-------- Material for the task --------
//! App shell host - session, deep link and native bridge runtime.

mod app;
mod auth;
mod bridge;
mod link;

use std::path::PathBuf;

use app::HostState;
use clap::{Parser, Subcommand};
use shell_config_and_utils::{init_logging, init_logging_for_command, Config, Paths};

/// App shell host command-line interface.
#[derive(Parser)]
#[command(name = "app-shell-host")]
#[command(about = "App shell host for sessions, deep links and the native bridge")]
#[command(version)]
struct Cli {
    #[command(subcommand)]
    command: Commands,

    /// Log level (trace, debug, info, warn, error)
    #[arg(short, long, default_value = "info", global = true)]
    log_level: String,

    /// Base directory for runtime files (session, logs, config). Defaults to ~/.app-shell
    #[arg(long, global = true)]
    base_dir: Option<PathBuf>,

    /// Use an in-process backend. Accounts only live for this run.
    #[arg(long, global = true)]
    offline: bool,
}

#[derive(Subcommand)]
enum Commands {
    /// Show the current session
    Status,
    /// Sign in with email and password
    Login {
        #[arg(long)]
        email: String,
        #[arg(long, env = "APP_SHELL_PASSWORD", hide_env_values = true)]
        password: String,
    },
    /// Sign out, clearing the stored session even if the backend is unreachable
    Logout,
    /// Sign in through the identity provider. Without --code, print the authorize URL
    ShimLogin {
        /// Authorization code from the provider redirect
        #[arg(long)]
        code: Option<String>,
    },
    /// Route a deep link
    OpenLink { uri: String },
    /// Native bridge commands
    Bridge {
        #[command(subcommand)]
        command: BridgeCommands,
    },
}

#[derive(Subcommand)]
enum BridgeCommands {
    /// Serve NDJSON requests from stdin, writing reply scripts to stdout
    Serve {
        /// Report this position for LOCATION requests ("lat,lon")
        #[arg(long, value_parser = parse_location)]
        fixed_location: Option<(f64, f64)>,
    },
    /// Send one request through an in-process client and host
    Call {
        feature_type: String,
        action: String,
        /// JSON payload
        #[arg(long)]
        payload: Option<String>,
        /// Report this position for LOCATION requests ("lat,lon")
        #[arg(long, value_parser = parse_location)]
        fixed_location: Option<(f64, f64)>,
    },
}

fn parse_location(value: &str) -> Result<(f64, f64), String> {
    let (lat, lon) = value
        .split_once(',')
        .ok_or_else(|| "expected \"lat,lon\"".to_string())?;
    let lat: f64 = lat.trim().parse().map_err(|e| format!("latitude: {e}"))?;
    let lon: f64 = lon.trim().parse().map_err(|e| format!("longitude: {e}"))?;
    if !(-90.0..=90.0).contains(&lat) || !(-180.0..=180.0).contains(&lon) {
        return Err("coordinates out of range".to_string());
    }
    Ok((lat, lon))
}

#[tokio::main]
async fn main() -> Result<(), Box<dyn std::error::Error>> {
    let cli = Cli::parse();

    let paths = match cli.base_dir {
        Some(base) => Paths::with_base_dir(base),
        None => Paths::new()?,
    };

    // The long-running bridge also writes the JSONL log file.
    match &cli.command {
        Commands::Bridge {
            command: BridgeCommands::Serve { .. },
        } => init_logging(&cli.log_level, paths.host_log_file()),
        _ => init_logging_for_command(&cli.log_level),
    }

    let config = Config::load(&paths)?;
    let state = HostState::build(config, &paths, cli.offline)?;

    let result = match cli.command {
        Commands::Status => auth::status(&state).await,
        Commands::Login { email, password } => auth::login(&state, &email, &password).await,
        Commands::Logout => auth::logout(&state).await,
        Commands::ShimLogin { code } => auth::shim_login(&state, code.as_deref()).await,
        Commands::OpenLink { uri } => link::open_link(&state, &uri).await,
        Commands::Bridge { command } => match command {
            BridgeCommands::Serve { fixed_location } => bridge::serve(&state, fixed_location).await,
            BridgeCommands::Call {
                feature_type,
                action,
                payload,
                fixed_location,
            } => {
                bridge::call(
                    &state,
                    &feature_type,
                    &action,
                    payload.as_deref(),
                    fixed_location,
                )
                .await
            }
        },
    };

    state.session.shutdown();
    result
}

#[cfg(test)]
mod tests {
    use super::*;

    #[test]
    fn test_parse_location() {
        assert_eq!(parse_location("37.56, 126.97"), Ok((37.56, 126.97)));
        assert!(parse_location("37.56").is_err());
        assert!(parse_location("91,0").is_err());
        assert!(parse_location("north,east").is_err());
    }

    #[test]
    fn test_cli_parses_bridge_call() {
        let cli = Cli::try_parse_from([
            "app-shell-host",
            "--offline",
            "bridge",
            "call",
            "DEVICE",
            "GET_INFO",
            "--payload",
            "{}",
        ])
        .unwrap();
        assert!(cli.offline);
        assert!(matches!(
            cli.command,
            Commands::Bridge {
                command: BridgeCommands::Call { .. }
            }
        ));
    }
}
--------
_Task details:_ Copy out the entire material exactly.

_Solution to the problem:_
//! App shell host - session, deep link and native bridge runtime.

mod app;
mod auth;
mod bridge;
mod link;

use std::path::PathBuf;

use app::HostState;
use clap::{Parser, Subcommand};
use shell_config_and_utils::{init_logging, init_logging_for_command, Config, Paths};

/// App shell host command-line interface.
#[derive(Parser)]
#[command(name = "app-shell-host")]
#[command(about = "App shell host for sessions, deep links and the native bridge")]
#[command(version)]
struct Cli {
    #[command(subcommand)]
    command: Commands,

    /// Log level (trace, debug, info, warn, error)
    #[arg(short, long, default_value = "info", global = true)]
    log_level: String,

    /// Base directory for runtime files (session, logs, config). Defaults to ~/.app-shell
    #[arg(long, global = true)]
    base_dir: Option<PathBuf>,

    /// Use an in-process backend. Accounts only live for this run.
    #[arg(long, global = true)]
    offline: bool,
}

#[derive(Subcommand)]
enum Commands {
    /// Show the current session
    Status,
    /// Sign in with email and password
    Login {
        #[arg(long)]
        email: String,
        #[arg(long, env = "APP_SHELL_PASSWORD", hide_env_values = true)]
        password: String,
    },
    /// Sign out, clearing the stored session even if the backend is unreachable
    Logout,
    /// Sign in through the identity provider. Without --code, print the authorize URL
    ShimLogin {
        /// Authorization code from the provider redirect
        #[arg(long)]
        code: Option<String>,
    },
    /// Route a deep link
    OpenLink { uri: String },
    /// Native bridge commands
    Bridge {
        #[command(subcommand)]
        command: BridgeCommands,
    },
}

#[derive(Subcommand)]
enum BridgeCommands {
    /// Serve NDJSON requests from stdin, writing reply scripts to stdout
    Serve {
        /// Report this position for LOCATION requests ("lat,lon")
        #[arg(long, value_parser = parse_location)]
        fixed_location: Option<(f64, f64)>,
    },
    /// Send one request through an in-process client and host
    Call {
        feature_type: String,
        action: String,
        /// JSON payload
        #[arg(long)]
        payload: Option<String>,
        /// Report this position for LOCATION requests ("lat,lon")
        #[arg(long, value_parser = parse_location)]
        fixed_location: Option<(f64, f64)>,
    },
}

fn parse_location(value: &str) -> Result<(f64, f64), String> {
    let (lat, lon) = value
        .split_once(',')
        .ok_or_else(|| "expected \"lat,lon\"".to_string())?;
    let lat: f64 = lat.trim().parse().map_err(|e| format!("latitude: {e}"))?;
    let lon: f64 = lon.trim().parse().map_err(|e| format!("longitude: {e}"))?;
    if !(-90.0..=90.0).contains(&lat) || !(-180.0..=180.0).contains(&lon) {
        return Err("coordinates out of range".to_string());
    }
    Ok((lat, lon))
}

#[tokio::main]
async fn main() -> Result<(), Box<dyn std::error::Error>> {
    let cli = Cli::parse();

    let paths = match cli.base_dir {
        Some(base) => Paths::with_base_dir(base),
        None => Paths::new()?,
    };

    // The long-running bridge also writes the JSONL log file.
    match &cli.command {
        Commands::Bridge {
            command: BridgeCommands::Serve { .. },
        } => init_logging(&cli.log_level, paths.host_log_file()),
        _ => init_logging_for_command(&cli.log_level),
    }

    let config = Config::load(&paths)?;
    let state = HostState::build(config, &paths, cli.offline)?;

    let result = match cli.command {
        Commands::Status => auth::status(&state).await,
        Commands::Login { email, password } => auth::login(&state, &email, &password).await,
        Commands::Logout => auth::logout(&state).await,
        Commands::ShimLogin { code } => auth::shim_login(&state, code.as_deref()).await,
        Commands::OpenLink { uri } => link::open_link(&state, &uri).await,
        Commands::Bridge { command } => match command {
            BridgeCommands::Serve { fixed_location } => bridge::serve(&state, fixed_location).await,
            BridgeCommands::Call {
                feature_type,
                action,
                payload,
                fixed_location,
            } => {
                bridge::call(
                    &state,
                    &feature_type,
                    &action,
                    payload.as_deref(),
                    fixed_location,
                )
                .await
            }
        },
    };

    state.session.shutdown();
    result
}

#[cfg(test)]
mod tests {
    use super::*;

    #[test]
    fn test_parse_location() {
        assert_eq!(parse_location("37.56, 126.97"), Ok((37.56, 126.97)));
        assert!(parse_location("37.56").is_err());
        assert!(parse_location("91,0").is_err());
        assert!(parse_location("north,east").is_err());
    }

    #[test]
    fn test_cli_parses_bridge_call() {
        let cli = Cli::try_parse_from([
            "app-shell-host",
            "--offline",
            "bridge",
            "call",
            "DEVICE",
            "GET_INFO",
            "--payload",
            "{}",
        ])
        .unwrap();
        assert!(cli.offline);
        assert!(matches!(
            cli.command,
            Commands::Bridge {
                command: BridgeCommands::Call { .. }
            }
        ));
    }
}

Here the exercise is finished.